Hélène’s hand reached for mine. ‘You should have gone,’ she was whispering, her voice breaking. ‘You should have gone, Sophie …’ She made as if to take hold of me, but she was pulled away.

One of the Germans grabbed my arm, pushing me towards the back of the truck. Someone shouted something from the distance, but I couldn’t make out whether it was a protest at the Germans or some term of abuse aimed at me. Then I heard, ‘Putain! Putain!’ and flinched. He is sending me to Édouard, I told myself, when my heart felt as if it would break out of my chest. I know he is. I must have faith.

And then I heard her, her voice breaking into the silence. ‘Sophie!’ A child’s voice, piercing and anguished. ‘Sophie! Sophie!’ Édith burst through the crowd that had gathered and hurled herself at me and clutched my leg. ‘Don’t leave. You said you wouldn’t leave.’

It was the most she had said aloud since she had come to us. I swallowed, my eyes filling with tears. I stooped and put my arms around her. How can I leave her? My thoughts blurred, my senses narrowing to the feel of her little hands.

And then I glanced up and saw how the German soldiers watched her, something speculative in their gaze. I reached up and smoothed her hair. ‘Édith, you must stay with Hélène and be brave. Your maman and I will come back for you. I promise.’

She didn’t believe me. Her eyes were wide with fear.

‘Nothing bad is going to happen to me. I promise. I am going to see my husband.’ I tried to make her believe me, to fill my voice with certainty.

‘No,’ she said, her grip tightening. ‘No. Please don’t leave me.’

My heart broke. I pleaded silently with my sister. Take her away from here. Don’t let her see. Hélène prised her fingers from me. She was sobbing now. ‘Please don’t take my sister,’ she said to the soldiers, as she pulled Édith away. ‘She does not know her mind. Please don’t take my sister. She does not deserve this.’ The mayor put his arm around her shoulders, his expression confused, the fight knocked out of him by Aurélien’s words.

‘I will be all right, Édith. Be strong,’ I called to her, above the noise. Then someone spat at me, and I saw it, a thin, vile trail, upon my sleeve. The crowd jeered. Panic filled me. ‘Hélène?’ I called. ‘Hélène?’

German hands propelled me roughly into the back of the truck. I found myself in a dark interior, seated on a wooden bench. A soldier took his place opposite me, his rifle resting in the crook of his elbow. The canvas flap dropped down, and the engine fired into life. The noise swelled, and so did the sound of the crowd, as if this action had unleashed those who wished to abuse me. I wondered briefly if I could throw myself through the small gap, but then I heard, ‘Whore!’ followed by Édith’s thin wail, and the sharp crack of a stone as it hit the side of the truck, causing the soldier to bark out a warning. I flinched as another struck, behind where I was sitting. The German looked at me steadily. The slight smirk in his expression told me of my terrible mistake.

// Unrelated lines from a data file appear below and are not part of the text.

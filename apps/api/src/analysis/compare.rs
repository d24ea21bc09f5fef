use std::collections::HashSet;

use serde::Deserialize;
use serde_json::json;
use uuid::Uuid;

use super::prompts::{COMPARE_PERSONA, COMPARE_PROMPT_TEMPLATE};
use super::schema::ComparisonReply;
use crate::errors::AppError;
use crate::llm_client::{complete_json, prompts::json_system, ChatModel};
use crate::models::recruitment::CandidateResumeRow;
use crate::validation::required;

pub const MIN_CANDIDATES: usize = 2;

#[derive(Debug, Deserialize)]
#[serde(rename_all = "camelCase")]
pub struct CompareRequest {
    #[serde(default)]
    pub candidate_ids: Vec<Uuid>,
    #[serde(default)]
    pub position: String,
}

#[derive(Debug, Clone, PartialEq)]
pub struct Comparison {
    pub candidate_ids: Vec<Uuid>,
    pub position: String,
}

impl CompareRequest {
    pub fn validate(self) -> Result<Comparison, AppError> {
        let position = required("position", &self.position)?;

        let mut seen = HashSet::new();
        let candidate_ids: Vec<Uuid> = self
            .candidate_ids
            .into_iter()
            .filter(|id| seen.insert(*id))
            .collect();
        if candidate_ids.len() < MIN_CANDIDATES {
            return Err(AppError::Validation(format!(
                "candidateIds must name at least {MIN_CANDIDATES} different candidates"
            )));
        }

        Ok(Comparison {
            candidate_ids,
            position,
        })
    }
}

/// Puts loaded candidates in request order; every requested id must exist.
pub fn in_request_order(
    ids: &[Uuid],
    mut rows: Vec<CandidateResumeRow>,
) -> Result<Vec<CandidateResumeRow>, AppError> {
    let mut ordered = Vec::with_capacity(ids.len());
    for id in ids {
        let pos = rows
            .iter()
            .position(|r| r.id == *id)
            .ok_or_else(|| AppError::NotFound(format!("Candidate {id} not found")))?;
        ordered.push(rows.swap_remove(pos));
    }
    Ok(ordered)
}

fn candidates_json(candidates: &[CandidateResumeRow]) -> String {
    let summaries: Vec<_> = candidates
        .iter()
        .map(|c| {
            json!({
                "name": c.candidate_name,
                "score": c.ai_overall_score,
                "culturalFit": c.ai_cultural_fit_score,
                "summary": c.ai_summary,
                "strengths": c.ai_strengths,
                "weaknesses": c.ai_weaknesses,
            })
        })
        .collect();
    serde_json::Value::Array(summaries).to_string()
}

pub async fn analyze(
    model: &dyn ChatModel,
    position: &str,
    candidates: &[CandidateResumeRow],
) -> Result<ComparisonReply, AppError> {
    let system = json_system(COMPARE_PERSONA);
    let prompt = COMPARE_PROMPT_TEMPLATE
        .replace("{count}", &candidates.len().to_string())
        .replace("{position}", position)
        .replace("{candidates_json}", &candidates_json(candidates));

    let reply: ComparisonReply = complete_json(model, &system, &prompt).await?;
    reply.validate(candidates.len())?;
    Ok(reply)
}
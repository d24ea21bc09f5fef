use axum::Json;
use serde_json::{json, Value};

/// GET /health
/// Returns a simple status object with service version.
pub async fn health_handler() -> Json<Value> {
    Json(json!({
        "status": "ok",
        "version": env!("CARGO_PKG_VERSION"),
        "service": "hrms-api"
    }))
}
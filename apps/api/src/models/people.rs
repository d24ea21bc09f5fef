use chrono::{DateTime, NaiveDate, Utc};
use serde::{Deserialize, Serialize};
use sqlx::FromRow;
use uuid::Uuid;

#[derive(Debug, Clone, Serialize, Deserialize, FromRow)]
pub struct EmployeeRow {
    pub id: Uuid,
    /// The signed-in principal this record belongs to, once linked.
    pub user_id: Option<Uuid>,
    pub employee_id: String,
    pub full_name: String,
    pub email: String,
    pub phone: Option<String>,
    pub department: String,
    pub position: String,
    pub salary: Option<f64>,
    pub status: String,
    pub join_date: NaiveDate,
    pub created_at: DateTime<Utc>,
    pub updated_at: DateTime<Utc>,
}

#[derive(Debug, Clone, Serialize, Deserialize, FromRow)]
pub struct AttendanceRow {
    pub id: Uuid,
    pub employee_id: Uuid,
    pub date: NaiveDate,
    pub check_in: Option<DateTime<Utc>>,
    pub check_out: Option<DateTime<Utc>>,
    pub status: String,
    pub notes: Option<String>,
    pub created_at: DateTime<Utc>,
}

#[derive(Debug, Clone, Serialize, Deserialize, FromRow)]
pub struct PerformanceReviewRow {
    pub id: Uuid,
    pub employee_id: Uuid,
    pub reviewer_id: Option<Uuid>,
    pub review_period: String,
    pub rating: i32,
    pub strengths: Option<String>,
    pub areas_for_improvement: Option<String>,
    pub goals: Option<String>,
    pub comments: Option<String>,
    pub created_at: DateTime<Utc>,
    pub updated_at: DateTime<Utc>,
}
// Prompt templates for the AI functions.
// System prompts are built with llm_client::prompts::json_system where the reply is JSON.

pub const SCREENING_PERSONA: &str = "You are an expert HR recruiter. \
    Analyze resumes and provide a score (0-100) and detailed analysis for the position: {position}";

/// Replace `{resume_text}` before sending.
pub const SCREENING_PROMPT_TEMPLATE: &str = r#"Analyze this resume:

{resume_text}

Return a JSON object with this EXACT schema:
{
  "score": 78,
  "summary": "Two or three sentences on overall fit",
  "strengths": ["strength"],
  "weaknesses": ["weakness"],
  "recommendation": "interview | hold | reject, with one sentence of reasoning"
}

score is a whole number from 0 to 100."#;

pub const CANDIDATE_PERSONA: &str =
    "You are an expert technical recruiter evaluating an applicant for the position: {position}";

/// Replace `{resume_text}` before sending.
pub const CANDIDATE_PROMPT_TEMPLATE: &str = r#"Evaluate this candidate resume:

{resume_text}

Return a JSON object with this EXACT schema:
{
  "overallScore": 82,
  "culturalFitScore": 70,
  "summary": "Short assessment of the candidate",
  "skillMatch": {"Rust": 90, "Kubernetes": 40},
  "strengths": ["strength"],
  "weaknesses": ["weakness"],
  "redFlags": ["anything a recruiter should double-check"]
}

overallScore and culturalFitScore are whole numbers from 0 to 100.
skillMatch maps each skill the position needs to a 0-100 match.
redFlags may be an empty array."#;

pub const CAREER_PERSONA: &str =
    "You are a career development expert analyzing employee career paths.";

/// Replace `{position}`, `{resume_text}` and `{performance_json}` before sending.
pub const CAREER_PROMPT_TEMPLATE: &str = r#"Analyze career development for employee:
Current Position: {position}
Resume: {resume_text}
Performance: {performance_json}

Return a JSON object with this EXACT schema:
{
  "skillGaps": ["skill1", "skill2"],
  "careerPath": {
    "current": "Current Role",
    "next": ["Option 1", "Option 2"],
    "timeline": "1-2 years"
  },
  "learningRoadmap": [
    {"skill": "Skill", "resources": ["Course 1"], "priority": "high"}
  ],
  "promotionProbability": 75,
  "attritionRisk": "low"
}

promotionProbability is a whole number from 0 to 100.
priority and attritionRisk are each one of "low", "medium", "high"."#;

pub const COMPARE_PERSONA: &str = "You are an expert recruiter comparing candidates.";

/// Replace `{position}`, `{count}` and `{candidates_json}` before sending.
pub const COMPARE_PROMPT_TEMPLATE: &str = r#"Compare these candidates for {position}:
{candidates_json}

Return a JSON object with this EXACT schema:
{
  "ranking": [
    {"name": "Name", "rank": 1, "reasoning": "Why ranked here"}
  ],
  "topPick": {
    "name": "Name",
    "reasoning": "Why best fit"
  },
  "summary": "Overall comparison summary"
}

Rank every one of the {count} candidates exactly once, using ranks 1 to {count}."#;

pub const INSIGHTS_PERSONA: &str = "You are a recruitment analytics expert providing insights.";

/// Replace `{count}` and `{recent_json}` before sending.
pub const INSIGHTS_PROMPT_TEMPLATE: &str = r#"Analyze recruitment data and provide insights:
Candidates: {count}
Recent data: {recent_json}

Return a JSON object with this EXACT schema:
{
  "predictedTimeToHire": 14,
  "candidateQualityAvg": 3.8,
  "insights": "Key insights about hiring trends",
  "recommendations": ["Recommendation 1", "Recommendation 2"]
}

predictedTimeToHire is in days. candidateQualityAvg is on a 0 to 5 scale."#;

pub const ADMIN_ASSISTANT_SYSTEM: &str = "You are the Admin Assistant of an HR management system. \
    Help administrators with analytics, system management and administrative tasks. \
    Be concise and practical.";

pub const RECRUITMENT_ASSISTANT_SYSTEM: &str = "You are a Recruitment AI Assistant. \
    Help HR staff with resume analysis, candidate evaluation and hiring insights. \
    Be concise and practical.";

pub const CAREER_COACH_SYSTEM: &str = "You are a Career Coach. \
    Help employees with career development, skill growth and performance improvement. \
    Be encouraging, concise and practical.";

pub const GENERAL_ASSISTANT_SYSTEM: &str = "You are an HR AI assistant. \
    Answer questions about leave policies, benefits, performance reviews and general HR topics. \
    Be concise and practical.";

I sat, my hands pressed together on my bag, and began to shake. As the truck pulled away, I did not try to lift the canvas flap to see out. I did not want to feel the eyes of the town upon me. I did not want to hear their verdict. I sat on the arch of the wheel, and slowly dropped my head into my hands, murmuring, ‘Édouard, Édouard, Édouard,’ to myself. And: ‘I’m sorry.’ I’m not sure who I was apologizing to.

Only when I reached the outskirts of the town did I dare to look up. Through the flapping gap in the canvas, I could just see the red sign of Le Coq Rouge glinting in the winter sun, and the bright blue of Édith’s dress on the edge of the crowd. It grew smaller and smaller until finally, like the town, it disappeared.

PART TWO

11

London, 2006

Liv runs along the river, her bag wedged under her arm, her phone pressed between ear and shoulder. Somewhere around Embankment, the loaded grey skies over London have opened, dumping a near-tropical rainstorm across the centre of the capital, and the traffic sits stationary, the taxis’ exhaust pipes steaming, their windows obscured by the breath of their passengers.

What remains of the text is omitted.